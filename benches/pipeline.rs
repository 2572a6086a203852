use std::hint::black_box;

use criterion::{BenchmarkId, Criterion, criterion_group, criterion_main};
use marks_analysis::export::{to_csv_bytes, to_xlsx_bytes};
use marks_analysis::ingestion::csv::load_csv_from_bytes;
use marks_analysis::processing::{
    aggregate, filter, summarize, FilterCriteria, MissingPolicy, SchemaConfig, SubjectColumns,
};

const SUBJECTS: [&str; 5] = ["Math", "Science", "English", "History", "Art"];

fn synthetic_sheet(rows: usize) -> String {
    let mut out = format!("StudentID,Name,Class,Section,{}\n", SUBJECTS.join(","));
    for i in 0..rows {
        out.push_str(&format!(
            "{},Student {},{},{}",
            i + 1,
            i + 1,
            9 + i % 4,
            ["A", "B", "C"][i % 3]
        ));
        for (s, _) in SUBJECTS.iter().enumerate() {
            // Every 17th score is blank.
            if (i + s) % 17 == 0 {
                out.push(',');
            } else {
                out.push_str(&format!(",{}", (i * 31 + s * 7) % 101));
            }
        }
        out.push('\n');
    }
    out
}

fn bench_pipeline(c: &mut Criterion) {
    let mut group = c.benchmark_group("pipeline");

    for rows in [100usize, 10_000] {
        let text = synthetic_sheet(rows);
        let raw = load_csv_from_bytes(text.as_bytes()).expect("load synthetic sheet");
        let subjects =
            SubjectColumns::detect(&raw.schema, &SchemaConfig::default()).expect("subjects");
        let graded = aggregate(&raw, &subjects, MissingPolicy::ZeroFill);
        let criteria = FilterCriteria::default()
            .with_class("10")
            .with_min_percent(40.0)
            .with_top_n(10);

        group.bench_with_input(BenchmarkId::new("load_csv", rows), &text, |b, text| {
            b.iter(|| load_csv_from_bytes(black_box(text.as_bytes())).expect("load"))
        });
        group.bench_with_input(BenchmarkId::new("aggregate", rows), &raw, |b, raw| {
            b.iter(|| aggregate(black_box(raw), &subjects, MissingPolicy::SkipMissing))
        });
        group.bench_with_input(BenchmarkId::new("filter", rows), &graded, |b, graded| {
            b.iter(|| filter(black_box(graded), &criteria))
        });
        group.bench_with_input(BenchmarkId::new("summarize", rows), &graded, |b, graded| {
            b.iter(|| summarize(black_box(graded)))
        });
        group.bench_with_input(BenchmarkId::new("export_csv", rows), &graded, |b, graded| {
            b.iter(|| to_csv_bytes(black_box(graded)).expect("csv"))
        });
        group.bench_with_input(BenchmarkId::new("export_xlsx", rows), &graded, |b, graded| {
            b.iter(|| to_xlsx_bytes(black_box(graded)).expect("xlsx"))
        });
    }

    group.finish();
}

criterion_group!(benches, bench_pipeline);
criterion_main!(benches);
§ §
PROBLEM DESCRIPTION:
Where does the word "aggregate" occur in the records? Return every line that holds it.

EXERCISE ANSWER:
    aggregate, filter, summarize, FilterCriteria, MissingPolicy, SchemaConfig, SubjectColumns,
        let graded = aggregate(&raw, &subjects, MissingPolicy::ZeroFill);
        group.bench_with_input(BenchmarkId::new("aggregate", rows), &raw, |b, raw| {
            b.iter(|| aggregate(black_box(raw), &subjects, MissingPolicy::SkipMissing))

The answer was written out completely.